Take every line from the listing below that contains "advancing".

*** Begin section ***

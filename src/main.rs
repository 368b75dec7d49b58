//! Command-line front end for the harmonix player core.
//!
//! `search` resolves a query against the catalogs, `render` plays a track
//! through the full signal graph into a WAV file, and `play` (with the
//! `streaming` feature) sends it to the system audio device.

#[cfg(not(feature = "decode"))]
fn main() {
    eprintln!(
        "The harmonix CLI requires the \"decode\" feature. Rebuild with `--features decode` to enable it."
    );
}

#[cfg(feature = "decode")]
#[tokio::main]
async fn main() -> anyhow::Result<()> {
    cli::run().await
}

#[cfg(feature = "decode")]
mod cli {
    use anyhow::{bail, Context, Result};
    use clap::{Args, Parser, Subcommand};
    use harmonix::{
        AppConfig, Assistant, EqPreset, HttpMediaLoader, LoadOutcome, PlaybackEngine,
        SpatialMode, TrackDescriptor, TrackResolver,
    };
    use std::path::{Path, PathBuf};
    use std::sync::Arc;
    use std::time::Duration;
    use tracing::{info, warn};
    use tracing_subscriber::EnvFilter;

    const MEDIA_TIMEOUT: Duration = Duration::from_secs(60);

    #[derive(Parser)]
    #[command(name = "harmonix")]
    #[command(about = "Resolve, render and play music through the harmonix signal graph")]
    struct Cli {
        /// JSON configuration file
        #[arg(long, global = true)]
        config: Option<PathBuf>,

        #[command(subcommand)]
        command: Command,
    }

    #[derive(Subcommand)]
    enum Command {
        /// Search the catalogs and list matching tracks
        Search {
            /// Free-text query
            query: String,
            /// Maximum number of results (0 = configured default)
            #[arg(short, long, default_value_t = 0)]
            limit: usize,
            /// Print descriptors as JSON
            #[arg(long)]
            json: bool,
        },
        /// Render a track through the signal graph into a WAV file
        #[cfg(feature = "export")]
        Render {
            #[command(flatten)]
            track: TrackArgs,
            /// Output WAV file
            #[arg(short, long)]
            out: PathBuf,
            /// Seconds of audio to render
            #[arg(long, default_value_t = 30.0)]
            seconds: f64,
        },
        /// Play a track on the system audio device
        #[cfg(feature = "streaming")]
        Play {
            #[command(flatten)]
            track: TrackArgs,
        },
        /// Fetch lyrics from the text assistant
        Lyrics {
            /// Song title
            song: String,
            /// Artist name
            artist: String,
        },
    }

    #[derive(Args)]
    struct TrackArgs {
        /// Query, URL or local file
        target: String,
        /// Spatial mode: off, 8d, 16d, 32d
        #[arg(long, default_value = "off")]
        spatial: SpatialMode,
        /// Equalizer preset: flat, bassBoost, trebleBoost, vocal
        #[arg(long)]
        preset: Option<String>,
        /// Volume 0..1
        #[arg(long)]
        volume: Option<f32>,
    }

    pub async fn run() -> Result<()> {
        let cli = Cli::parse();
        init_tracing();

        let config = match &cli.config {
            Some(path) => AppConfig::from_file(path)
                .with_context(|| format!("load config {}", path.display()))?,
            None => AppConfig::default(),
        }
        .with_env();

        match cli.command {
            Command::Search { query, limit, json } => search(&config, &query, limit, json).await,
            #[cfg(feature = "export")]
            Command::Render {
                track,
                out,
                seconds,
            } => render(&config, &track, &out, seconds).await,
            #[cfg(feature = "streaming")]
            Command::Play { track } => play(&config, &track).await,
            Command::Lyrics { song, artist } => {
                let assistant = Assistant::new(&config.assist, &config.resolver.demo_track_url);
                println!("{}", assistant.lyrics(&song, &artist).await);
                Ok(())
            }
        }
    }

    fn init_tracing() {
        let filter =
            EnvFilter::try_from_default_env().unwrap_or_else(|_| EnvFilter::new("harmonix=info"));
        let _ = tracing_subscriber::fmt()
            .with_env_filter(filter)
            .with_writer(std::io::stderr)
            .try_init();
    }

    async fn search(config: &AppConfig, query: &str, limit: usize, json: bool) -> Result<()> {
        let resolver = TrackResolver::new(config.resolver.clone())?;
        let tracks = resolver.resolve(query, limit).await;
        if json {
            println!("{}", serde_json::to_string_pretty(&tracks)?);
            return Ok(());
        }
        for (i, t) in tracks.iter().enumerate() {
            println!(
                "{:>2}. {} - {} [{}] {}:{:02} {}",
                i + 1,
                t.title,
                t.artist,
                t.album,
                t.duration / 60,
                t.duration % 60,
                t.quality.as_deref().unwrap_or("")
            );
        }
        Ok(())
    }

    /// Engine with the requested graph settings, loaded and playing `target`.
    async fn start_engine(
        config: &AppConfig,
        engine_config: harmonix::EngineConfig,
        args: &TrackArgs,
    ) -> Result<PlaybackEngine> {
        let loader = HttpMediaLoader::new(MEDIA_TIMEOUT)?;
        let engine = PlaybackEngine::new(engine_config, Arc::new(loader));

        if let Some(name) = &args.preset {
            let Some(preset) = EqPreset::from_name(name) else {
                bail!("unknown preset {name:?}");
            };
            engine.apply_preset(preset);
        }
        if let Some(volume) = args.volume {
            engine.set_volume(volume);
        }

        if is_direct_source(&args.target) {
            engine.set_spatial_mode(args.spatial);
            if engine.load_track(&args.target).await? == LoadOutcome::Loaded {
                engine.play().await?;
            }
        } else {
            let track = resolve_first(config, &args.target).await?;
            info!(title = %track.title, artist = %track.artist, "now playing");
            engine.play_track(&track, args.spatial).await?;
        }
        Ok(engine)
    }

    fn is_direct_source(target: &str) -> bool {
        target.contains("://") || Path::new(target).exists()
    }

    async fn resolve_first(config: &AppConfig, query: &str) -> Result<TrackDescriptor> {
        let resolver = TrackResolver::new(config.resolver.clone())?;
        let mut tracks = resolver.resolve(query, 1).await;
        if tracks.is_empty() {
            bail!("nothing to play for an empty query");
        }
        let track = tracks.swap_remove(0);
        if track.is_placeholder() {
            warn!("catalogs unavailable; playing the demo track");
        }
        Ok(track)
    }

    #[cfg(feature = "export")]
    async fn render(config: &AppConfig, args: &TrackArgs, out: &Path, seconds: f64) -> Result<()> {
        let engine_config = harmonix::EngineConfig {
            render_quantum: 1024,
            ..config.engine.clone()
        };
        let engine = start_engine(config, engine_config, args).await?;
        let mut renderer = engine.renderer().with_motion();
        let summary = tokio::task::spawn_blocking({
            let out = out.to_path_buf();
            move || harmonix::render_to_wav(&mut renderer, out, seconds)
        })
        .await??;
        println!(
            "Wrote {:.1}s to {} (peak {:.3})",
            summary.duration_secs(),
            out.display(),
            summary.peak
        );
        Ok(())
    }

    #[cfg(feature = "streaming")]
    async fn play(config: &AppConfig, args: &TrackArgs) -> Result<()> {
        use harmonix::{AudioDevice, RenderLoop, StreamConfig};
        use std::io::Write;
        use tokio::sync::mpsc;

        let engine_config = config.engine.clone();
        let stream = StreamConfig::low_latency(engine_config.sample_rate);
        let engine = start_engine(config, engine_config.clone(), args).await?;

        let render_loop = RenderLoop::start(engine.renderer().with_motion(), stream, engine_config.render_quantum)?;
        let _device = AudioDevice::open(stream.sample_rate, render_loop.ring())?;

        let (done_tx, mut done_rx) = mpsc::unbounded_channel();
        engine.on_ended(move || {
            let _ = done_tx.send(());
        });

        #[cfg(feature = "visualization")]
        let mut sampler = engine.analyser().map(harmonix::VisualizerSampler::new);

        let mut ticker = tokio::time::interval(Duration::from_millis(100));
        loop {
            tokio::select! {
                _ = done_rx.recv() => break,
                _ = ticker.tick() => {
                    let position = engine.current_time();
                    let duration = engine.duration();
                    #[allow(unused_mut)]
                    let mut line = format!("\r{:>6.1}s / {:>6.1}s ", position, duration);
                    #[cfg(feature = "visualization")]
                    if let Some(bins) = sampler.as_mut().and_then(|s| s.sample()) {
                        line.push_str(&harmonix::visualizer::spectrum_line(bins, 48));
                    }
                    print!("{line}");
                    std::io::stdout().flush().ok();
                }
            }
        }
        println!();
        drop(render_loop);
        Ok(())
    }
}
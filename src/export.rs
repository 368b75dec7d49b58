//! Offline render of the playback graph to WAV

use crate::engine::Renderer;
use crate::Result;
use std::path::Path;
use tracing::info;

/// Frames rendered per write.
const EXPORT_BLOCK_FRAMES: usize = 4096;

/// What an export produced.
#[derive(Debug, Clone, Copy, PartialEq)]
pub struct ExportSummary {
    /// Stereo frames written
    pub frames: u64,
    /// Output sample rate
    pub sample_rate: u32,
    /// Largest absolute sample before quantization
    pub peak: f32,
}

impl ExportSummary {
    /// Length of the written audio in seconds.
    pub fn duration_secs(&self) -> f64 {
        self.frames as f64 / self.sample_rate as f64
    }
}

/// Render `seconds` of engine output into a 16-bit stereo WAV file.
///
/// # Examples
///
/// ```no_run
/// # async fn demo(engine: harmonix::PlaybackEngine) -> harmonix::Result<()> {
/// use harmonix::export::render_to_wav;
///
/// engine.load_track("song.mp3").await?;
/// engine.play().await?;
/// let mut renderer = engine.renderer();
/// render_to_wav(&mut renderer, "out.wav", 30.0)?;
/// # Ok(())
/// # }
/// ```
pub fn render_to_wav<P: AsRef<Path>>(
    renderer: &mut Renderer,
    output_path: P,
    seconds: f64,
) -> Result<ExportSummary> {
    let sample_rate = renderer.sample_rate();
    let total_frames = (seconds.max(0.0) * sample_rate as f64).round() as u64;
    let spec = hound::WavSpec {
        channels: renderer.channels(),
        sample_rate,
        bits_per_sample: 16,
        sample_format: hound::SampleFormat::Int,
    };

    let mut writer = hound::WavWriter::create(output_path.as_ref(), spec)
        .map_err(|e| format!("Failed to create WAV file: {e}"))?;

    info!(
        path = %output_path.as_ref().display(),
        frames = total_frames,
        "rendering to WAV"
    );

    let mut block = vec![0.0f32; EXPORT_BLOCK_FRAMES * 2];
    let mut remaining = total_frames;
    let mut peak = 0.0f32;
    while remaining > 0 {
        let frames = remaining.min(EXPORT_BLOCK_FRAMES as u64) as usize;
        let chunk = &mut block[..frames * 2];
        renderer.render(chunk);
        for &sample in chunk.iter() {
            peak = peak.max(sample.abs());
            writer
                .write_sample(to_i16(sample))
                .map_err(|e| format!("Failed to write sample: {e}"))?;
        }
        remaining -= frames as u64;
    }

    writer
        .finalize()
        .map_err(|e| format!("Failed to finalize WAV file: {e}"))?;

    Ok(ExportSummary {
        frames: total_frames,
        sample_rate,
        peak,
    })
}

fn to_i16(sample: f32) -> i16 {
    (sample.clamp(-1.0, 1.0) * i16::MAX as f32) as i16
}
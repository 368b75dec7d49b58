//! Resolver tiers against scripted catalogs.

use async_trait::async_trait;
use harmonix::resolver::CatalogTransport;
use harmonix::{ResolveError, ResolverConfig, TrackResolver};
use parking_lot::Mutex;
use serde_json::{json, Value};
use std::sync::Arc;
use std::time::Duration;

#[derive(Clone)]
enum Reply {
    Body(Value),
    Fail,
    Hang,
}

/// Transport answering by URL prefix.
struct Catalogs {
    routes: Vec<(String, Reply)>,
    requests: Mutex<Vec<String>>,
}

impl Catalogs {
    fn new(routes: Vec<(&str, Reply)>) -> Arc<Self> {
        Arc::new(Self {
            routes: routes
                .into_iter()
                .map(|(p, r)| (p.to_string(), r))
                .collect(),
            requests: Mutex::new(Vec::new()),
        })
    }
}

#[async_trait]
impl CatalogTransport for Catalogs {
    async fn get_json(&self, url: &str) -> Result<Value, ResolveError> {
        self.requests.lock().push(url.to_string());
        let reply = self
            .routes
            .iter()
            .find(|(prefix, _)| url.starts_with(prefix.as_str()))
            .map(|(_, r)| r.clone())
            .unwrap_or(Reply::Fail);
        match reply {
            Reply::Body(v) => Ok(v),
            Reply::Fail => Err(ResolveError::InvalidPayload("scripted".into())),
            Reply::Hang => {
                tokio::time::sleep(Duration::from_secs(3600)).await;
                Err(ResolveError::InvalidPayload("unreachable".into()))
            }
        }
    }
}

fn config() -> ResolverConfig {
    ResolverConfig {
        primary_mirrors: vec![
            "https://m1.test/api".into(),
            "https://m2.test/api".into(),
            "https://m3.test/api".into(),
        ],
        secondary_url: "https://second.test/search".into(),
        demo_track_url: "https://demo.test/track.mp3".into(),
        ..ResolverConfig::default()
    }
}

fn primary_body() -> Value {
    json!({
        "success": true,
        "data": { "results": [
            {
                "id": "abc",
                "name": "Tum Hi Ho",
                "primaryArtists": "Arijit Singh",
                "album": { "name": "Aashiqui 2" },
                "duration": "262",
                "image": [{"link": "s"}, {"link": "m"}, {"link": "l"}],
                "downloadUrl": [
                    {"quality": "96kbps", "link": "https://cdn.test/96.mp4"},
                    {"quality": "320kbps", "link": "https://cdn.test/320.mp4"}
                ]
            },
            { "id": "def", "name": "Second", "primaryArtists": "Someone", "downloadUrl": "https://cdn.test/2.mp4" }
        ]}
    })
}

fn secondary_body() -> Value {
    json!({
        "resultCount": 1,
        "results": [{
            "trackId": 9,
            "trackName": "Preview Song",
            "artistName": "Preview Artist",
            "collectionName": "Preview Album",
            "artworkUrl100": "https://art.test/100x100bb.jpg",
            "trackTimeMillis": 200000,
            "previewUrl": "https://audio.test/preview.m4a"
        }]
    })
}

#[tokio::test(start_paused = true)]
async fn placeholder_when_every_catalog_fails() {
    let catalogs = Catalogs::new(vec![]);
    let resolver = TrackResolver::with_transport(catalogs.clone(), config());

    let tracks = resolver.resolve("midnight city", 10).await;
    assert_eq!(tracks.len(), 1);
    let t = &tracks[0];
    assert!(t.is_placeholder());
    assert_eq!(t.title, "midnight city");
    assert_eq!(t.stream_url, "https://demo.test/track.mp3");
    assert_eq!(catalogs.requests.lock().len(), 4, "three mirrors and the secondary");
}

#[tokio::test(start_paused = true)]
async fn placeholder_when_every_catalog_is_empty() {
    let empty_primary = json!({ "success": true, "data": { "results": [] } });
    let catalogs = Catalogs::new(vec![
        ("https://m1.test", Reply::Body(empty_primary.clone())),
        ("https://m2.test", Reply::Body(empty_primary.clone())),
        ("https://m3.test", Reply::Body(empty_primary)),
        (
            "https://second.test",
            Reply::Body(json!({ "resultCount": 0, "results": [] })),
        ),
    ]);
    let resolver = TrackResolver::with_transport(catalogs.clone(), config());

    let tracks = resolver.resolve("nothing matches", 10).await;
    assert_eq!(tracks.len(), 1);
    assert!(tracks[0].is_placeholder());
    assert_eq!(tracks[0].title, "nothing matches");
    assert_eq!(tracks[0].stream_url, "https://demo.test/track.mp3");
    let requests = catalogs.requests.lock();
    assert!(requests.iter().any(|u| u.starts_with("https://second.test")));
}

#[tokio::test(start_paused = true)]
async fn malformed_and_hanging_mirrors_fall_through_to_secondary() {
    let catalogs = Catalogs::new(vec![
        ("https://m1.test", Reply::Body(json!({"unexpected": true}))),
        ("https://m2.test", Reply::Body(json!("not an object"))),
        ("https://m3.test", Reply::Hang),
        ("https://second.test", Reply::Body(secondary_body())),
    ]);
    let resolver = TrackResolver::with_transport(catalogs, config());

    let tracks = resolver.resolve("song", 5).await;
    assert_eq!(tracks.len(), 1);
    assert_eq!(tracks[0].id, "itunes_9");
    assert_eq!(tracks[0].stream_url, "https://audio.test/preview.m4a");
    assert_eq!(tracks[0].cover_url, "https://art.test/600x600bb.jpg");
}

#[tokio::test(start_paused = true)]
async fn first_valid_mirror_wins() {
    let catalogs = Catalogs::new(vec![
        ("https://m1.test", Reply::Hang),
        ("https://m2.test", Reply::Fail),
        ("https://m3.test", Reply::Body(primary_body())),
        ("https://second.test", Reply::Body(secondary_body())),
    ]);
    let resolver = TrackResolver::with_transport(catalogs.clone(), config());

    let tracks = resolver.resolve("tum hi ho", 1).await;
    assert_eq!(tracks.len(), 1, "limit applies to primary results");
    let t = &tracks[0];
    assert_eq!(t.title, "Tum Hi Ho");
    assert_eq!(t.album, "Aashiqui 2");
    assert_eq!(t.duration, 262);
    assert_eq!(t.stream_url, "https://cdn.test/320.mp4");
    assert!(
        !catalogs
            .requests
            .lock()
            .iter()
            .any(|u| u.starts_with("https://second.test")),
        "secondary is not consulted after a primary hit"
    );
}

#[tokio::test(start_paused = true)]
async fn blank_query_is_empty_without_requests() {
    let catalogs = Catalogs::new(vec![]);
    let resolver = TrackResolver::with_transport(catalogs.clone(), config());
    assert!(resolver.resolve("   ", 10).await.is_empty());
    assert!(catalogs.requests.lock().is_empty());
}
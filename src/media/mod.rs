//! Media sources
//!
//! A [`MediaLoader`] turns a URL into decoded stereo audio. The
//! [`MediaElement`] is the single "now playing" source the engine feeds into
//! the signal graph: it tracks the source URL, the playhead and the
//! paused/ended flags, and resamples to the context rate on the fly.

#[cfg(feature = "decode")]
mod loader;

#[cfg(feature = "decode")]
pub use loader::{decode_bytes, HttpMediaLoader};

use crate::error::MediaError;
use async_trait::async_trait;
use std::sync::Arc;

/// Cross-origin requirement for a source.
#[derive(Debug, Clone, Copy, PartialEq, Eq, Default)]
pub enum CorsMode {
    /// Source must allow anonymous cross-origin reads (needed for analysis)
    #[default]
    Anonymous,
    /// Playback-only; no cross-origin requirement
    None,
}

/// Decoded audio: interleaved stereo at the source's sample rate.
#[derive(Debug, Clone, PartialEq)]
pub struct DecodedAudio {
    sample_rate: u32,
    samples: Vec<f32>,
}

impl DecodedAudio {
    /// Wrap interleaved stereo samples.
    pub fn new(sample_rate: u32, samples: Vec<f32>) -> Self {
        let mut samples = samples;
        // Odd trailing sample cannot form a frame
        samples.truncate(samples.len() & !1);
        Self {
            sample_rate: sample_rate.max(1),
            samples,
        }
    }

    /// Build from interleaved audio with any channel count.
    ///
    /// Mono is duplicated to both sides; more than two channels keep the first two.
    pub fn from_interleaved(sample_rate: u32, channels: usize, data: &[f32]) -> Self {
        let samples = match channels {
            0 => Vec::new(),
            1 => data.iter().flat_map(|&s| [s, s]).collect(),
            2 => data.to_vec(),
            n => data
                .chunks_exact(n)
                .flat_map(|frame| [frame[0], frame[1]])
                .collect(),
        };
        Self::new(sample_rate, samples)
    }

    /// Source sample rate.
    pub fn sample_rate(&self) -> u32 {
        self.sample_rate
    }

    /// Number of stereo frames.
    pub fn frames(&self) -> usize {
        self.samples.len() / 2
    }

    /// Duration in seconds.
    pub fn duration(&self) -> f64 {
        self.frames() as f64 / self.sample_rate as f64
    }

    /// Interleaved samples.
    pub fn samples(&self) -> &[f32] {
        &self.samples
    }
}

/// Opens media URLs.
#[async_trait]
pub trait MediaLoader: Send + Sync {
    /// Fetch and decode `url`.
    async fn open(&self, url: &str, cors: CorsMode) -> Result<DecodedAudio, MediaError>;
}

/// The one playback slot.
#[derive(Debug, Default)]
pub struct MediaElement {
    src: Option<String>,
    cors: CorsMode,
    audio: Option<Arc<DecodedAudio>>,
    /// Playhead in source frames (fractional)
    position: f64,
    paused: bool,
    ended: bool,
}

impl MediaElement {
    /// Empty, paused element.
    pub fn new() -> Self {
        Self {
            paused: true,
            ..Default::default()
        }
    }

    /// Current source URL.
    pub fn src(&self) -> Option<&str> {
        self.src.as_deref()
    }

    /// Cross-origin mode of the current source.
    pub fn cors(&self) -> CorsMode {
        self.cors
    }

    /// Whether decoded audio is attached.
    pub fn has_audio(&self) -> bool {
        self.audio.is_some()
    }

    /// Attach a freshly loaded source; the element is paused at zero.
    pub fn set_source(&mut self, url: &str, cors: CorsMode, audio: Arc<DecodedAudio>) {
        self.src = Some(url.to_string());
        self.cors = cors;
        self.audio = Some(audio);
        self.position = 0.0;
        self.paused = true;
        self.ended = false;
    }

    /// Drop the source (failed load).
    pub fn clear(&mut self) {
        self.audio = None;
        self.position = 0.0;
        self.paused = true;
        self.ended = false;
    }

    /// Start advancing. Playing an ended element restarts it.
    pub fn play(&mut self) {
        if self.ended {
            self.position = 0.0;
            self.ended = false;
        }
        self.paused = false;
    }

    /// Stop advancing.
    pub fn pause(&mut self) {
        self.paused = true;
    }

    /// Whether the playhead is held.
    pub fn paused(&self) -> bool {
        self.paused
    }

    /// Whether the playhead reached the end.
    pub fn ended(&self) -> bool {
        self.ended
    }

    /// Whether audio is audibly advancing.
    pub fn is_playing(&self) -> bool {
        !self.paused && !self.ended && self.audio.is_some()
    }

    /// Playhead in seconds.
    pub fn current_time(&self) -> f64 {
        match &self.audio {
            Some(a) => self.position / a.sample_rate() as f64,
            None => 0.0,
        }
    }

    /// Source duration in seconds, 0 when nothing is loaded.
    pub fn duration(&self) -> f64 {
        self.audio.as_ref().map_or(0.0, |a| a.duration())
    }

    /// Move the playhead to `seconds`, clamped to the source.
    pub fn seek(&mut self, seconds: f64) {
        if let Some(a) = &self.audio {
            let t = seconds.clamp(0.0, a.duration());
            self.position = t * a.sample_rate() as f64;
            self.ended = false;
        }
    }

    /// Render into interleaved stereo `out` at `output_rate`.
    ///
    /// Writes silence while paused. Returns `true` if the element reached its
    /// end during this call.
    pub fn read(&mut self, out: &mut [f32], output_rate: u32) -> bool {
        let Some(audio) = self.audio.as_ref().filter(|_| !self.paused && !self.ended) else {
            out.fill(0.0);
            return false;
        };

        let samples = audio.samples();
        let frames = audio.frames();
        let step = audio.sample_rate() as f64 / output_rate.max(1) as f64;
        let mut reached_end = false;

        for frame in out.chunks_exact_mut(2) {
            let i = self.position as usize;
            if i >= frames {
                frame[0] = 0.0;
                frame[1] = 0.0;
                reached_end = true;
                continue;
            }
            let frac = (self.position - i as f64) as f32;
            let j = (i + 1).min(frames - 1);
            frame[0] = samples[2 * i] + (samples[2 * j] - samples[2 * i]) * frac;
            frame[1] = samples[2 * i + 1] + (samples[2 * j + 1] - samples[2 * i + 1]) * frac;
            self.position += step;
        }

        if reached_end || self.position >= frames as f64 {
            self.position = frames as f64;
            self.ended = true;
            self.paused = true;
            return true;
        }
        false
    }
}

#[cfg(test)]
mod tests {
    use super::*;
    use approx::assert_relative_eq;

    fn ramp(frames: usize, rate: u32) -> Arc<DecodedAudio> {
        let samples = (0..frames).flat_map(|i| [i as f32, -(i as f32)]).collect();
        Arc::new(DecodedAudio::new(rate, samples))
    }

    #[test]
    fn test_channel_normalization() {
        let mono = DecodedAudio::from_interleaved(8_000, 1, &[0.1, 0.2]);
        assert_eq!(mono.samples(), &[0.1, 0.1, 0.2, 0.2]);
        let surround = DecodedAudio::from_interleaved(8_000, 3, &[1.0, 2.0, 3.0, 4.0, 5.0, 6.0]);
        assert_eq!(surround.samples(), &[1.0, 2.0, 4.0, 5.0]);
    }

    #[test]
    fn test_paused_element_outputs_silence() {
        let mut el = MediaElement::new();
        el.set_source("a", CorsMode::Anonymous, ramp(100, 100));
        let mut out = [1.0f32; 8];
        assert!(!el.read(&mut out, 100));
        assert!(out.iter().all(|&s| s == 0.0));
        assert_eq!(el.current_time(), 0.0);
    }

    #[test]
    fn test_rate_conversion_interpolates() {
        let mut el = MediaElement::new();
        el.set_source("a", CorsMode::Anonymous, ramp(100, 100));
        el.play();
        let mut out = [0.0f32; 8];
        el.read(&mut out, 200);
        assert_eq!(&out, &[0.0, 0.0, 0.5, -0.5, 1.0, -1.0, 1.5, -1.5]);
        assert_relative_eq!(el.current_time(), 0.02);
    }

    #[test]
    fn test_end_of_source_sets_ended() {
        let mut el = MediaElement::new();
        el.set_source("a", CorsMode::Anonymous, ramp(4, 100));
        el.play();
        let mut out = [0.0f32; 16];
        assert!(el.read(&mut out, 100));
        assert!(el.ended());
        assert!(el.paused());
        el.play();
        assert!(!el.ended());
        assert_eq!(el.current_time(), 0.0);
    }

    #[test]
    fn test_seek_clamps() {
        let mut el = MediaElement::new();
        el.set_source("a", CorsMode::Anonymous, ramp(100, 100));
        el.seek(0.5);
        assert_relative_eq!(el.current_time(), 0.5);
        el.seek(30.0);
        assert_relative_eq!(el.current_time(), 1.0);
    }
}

*** End section ***

◆ **EXPECTED OUTPUT**
    /// Start advancing. Playing an ended element restarts it.
    /// Stop advancing.
    /// Whether audio is audibly advancing.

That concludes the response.